[Work order] Every record must be repeated precisely as it stands.

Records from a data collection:
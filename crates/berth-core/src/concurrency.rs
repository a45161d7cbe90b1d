use crate::CoreError;
use fs2::FileExt;
use std::fs::{File, OpenOptions};
use std::path::{Path, PathBuf};
use std::sync::atomic::{AtomicBool, Ordering};
use tracing::debug;

/// Exclusive lock marking the single agent that owns a container root.
///
/// Reconciliation destroys every container following the naming convention,
/// so a second agent on the same root would tear down the first one's
/// containers. The lock is released when dropped or when the process dies.
#[derive(Debug)]
pub struct AgentLock {
    lock_file: File,
    path: PathBuf,
}

impl AgentLock {
    /// Take the lock, failing at once if another agent holds it. The parent
    /// directory must already exist.
    pub fn try_acquire(lock_path: &Path) -> Result<Self, CoreError> {
        let file = OpenOptions::new()
            .create(true)
            .write(true)
            .truncate(false)
            .open(lock_path)?;

        match file.try_lock_exclusive() {
            Ok(()) => {
                debug!("acquired agent lock {}", lock_path.display());
                Ok(Self {
                    lock_file: file,
                    path: lock_path.to_path_buf(),
                })
            }
            Err(_) => Err(CoreError::AgentLocked(lock_path.to_path_buf())),
        }
    }

    pub fn path(&self) -> &Path {
        &self.path
    }
}

impl Drop for AgentLock {
    fn drop(&mut self) {
        let _ = self.lock_file.unlock();
    }
}

static SHUTDOWN_REQUESTED: AtomicBool = AtomicBool::new(false);

/// Route SIGINT and SIGTERM to [`shutdown_requested`]. A second signal
/// exits immediately.
pub fn install_signal_handler() {
    let _ = ctrlc::set_handler(move || {
        if SHUTDOWN_REQUESTED.load(Ordering::SeqCst) {
            std::process::exit(1);
        }
        SHUTDOWN_REQUESTED.store(true, Ordering::SeqCst);
        eprintln!("\nshutdown requested, stopping agent...");
    });
}

pub fn shutdown_requested() -> bool {
    SHUTDOWN_REQUESTED.load(Ordering::SeqCst)
}

/// Ask the agent loop to stop, as a signal would.
pub fn request_shutdown() {
    SHUTDOWN_REQUESTED.store(true, Ordering::SeqCst);
}

#[cfg(test)]
mod tests {
    use super::*;

    #[test]
    fn second_lock_is_refused() {
        let dir = tempfile::tempdir().unwrap();
        let lock_path = dir.path().join(".berth-agent.lock");

        let lock = AgentLock::try_acquire(&lock_path).unwrap();
        assert_eq!(lock.path(), lock_path);
        assert!(matches!(
            AgentLock::try_acquire(&lock_path),
            Err(CoreError::AgentLocked(_))
        ));
    }

    #[test]
    fn lock_released_on_drop() {
        let dir = tempfile::tempdir().unwrap();
        let lock_path = dir.path().join(".berth-agent.lock");
        {
            let _lock = AgentLock::try_acquire(&lock_path).unwrap();
        }
        assert!(AgentLock::try_acquire(&lock_path).is_ok());
    }

    #[test]
    fn missing_directory_is_an_error() {
        let dir = tempfile::tempdir().unwrap();
        assert!(matches!(
            AgentLock::try_acquire(&dir.path().join("absent/.berth-agent.lock")),
            Err(CoreError::Io(_))
        ));
    }
}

[Answer to the problem]
filename crates/berth-core/src/concurrency.rs
repository a45161d7cbe90b1d
use crate::CoreError;
use fs2::FileExt;
use std::fs::{File, OpenOptions};
use std::path::{Path, PathBuf};
use std::sync::atomic::{AtomicBool, Ordering};
use tracing::debug;

/// Exclusive lock marking the single agent that owns a container root.
///
/// Reconciliation destroys every container following the naming convention,
/// so a second agent on the same root would tear down the first one's
/// containers. The lock is released when dropped or when the process dies.
#[derive(Debug)]
pub struct AgentLock {
    lock_file: File,
    path: PathBuf,
}

impl AgentLock {
    /// Take the lock, failing at once if another agent holds it. The parent
    /// directory must already exist.
    pub fn try_acquire(lock_path: &Path) -> Result<Self, CoreError> {
        let file = OpenOptions::new()
            .create(true)
            .write(true)
            .truncate(false)
            .open(lock_path)?;

        match file.try_lock_exclusive() {
            Ok(()) => {
                debug!("acquired agent lock {}", lock_path.display());
                Ok(Self {
                    lock_file: file,
                    path: lock_path.to_path_buf(),
                })
            }
            Err(_) => Err(CoreError::AgentLocked(lock_path.to_path_buf())),
        }
    }

    pub fn path(&self) -> &Path {
        &self.path
    }
}

impl Drop for AgentLock {
    fn drop(&mut self) {
        let _ = self.lock_file.unlock();
    }
}

static SHUTDOWN_REQUESTED: AtomicBool = AtomicBool::new(false);

/// Route SIGINT and SIGTERM to [`shutdown_requested`]. A second signal
/// exits immediately.
pub fn install_signal_handler() {
    let _ = ctrlc::set_handler(move || {
        if SHUTDOWN_REQUESTED.load(Ordering::SeqCst) {
            std::process::exit(1);
        }
        SHUTDOWN_REQUESTED.store(true, Ordering::SeqCst);
        eprintln!("\nshutdown requested, stopping agent...");
    });
}

pub fn shutdown_requested() -> bool {
    SHUTDOWN_REQUESTED.load(Ordering::SeqCst)
}

/// Ask the agent loop to stop, as a signal would.
pub fn request_shutdown() {
    SHUTDOWN_REQUESTED.store(true, Ordering::SeqCst);
}

#[cfg(test)]
mod tests {
    use super::*;

    #[test]
    fn second_lock_is_refused() {
        let dir = tempfile::tempdir().unwrap();
        let lock_path = dir.path().join(".berth-agent.lock");

        let lock = AgentLock::try_acquire(&lock_path).unwrap();
        assert_eq!(lock.path(), lock_path);
        assert!(matches!(
            AgentLock::try_acquire(&lock_path),
            Err(CoreError::AgentLocked(_))
        ));
    }

    #[test]
    fn lock_released_on_drop() {
        let dir = tempfile::tempdir().unwrap();
        let lock_path = dir.path().join(".berth-agent.lock");
        {
            let _lock = AgentLock::try_acquire(&lock_path).unwrap();
        }
        assert!(AgentLock::try_acquire(&lock_path).is_ok());
    }

    #[test]
    fn missing_directory_is_an_error() {
        let dir = tempfile::tempdir().unwrap();
        assert!(matches!(
            AgentLock::try_acquire(&dir.path().join("absent/.berth-agent.lock")),
            Err(CoreError::Io(_))
        ));
    }
}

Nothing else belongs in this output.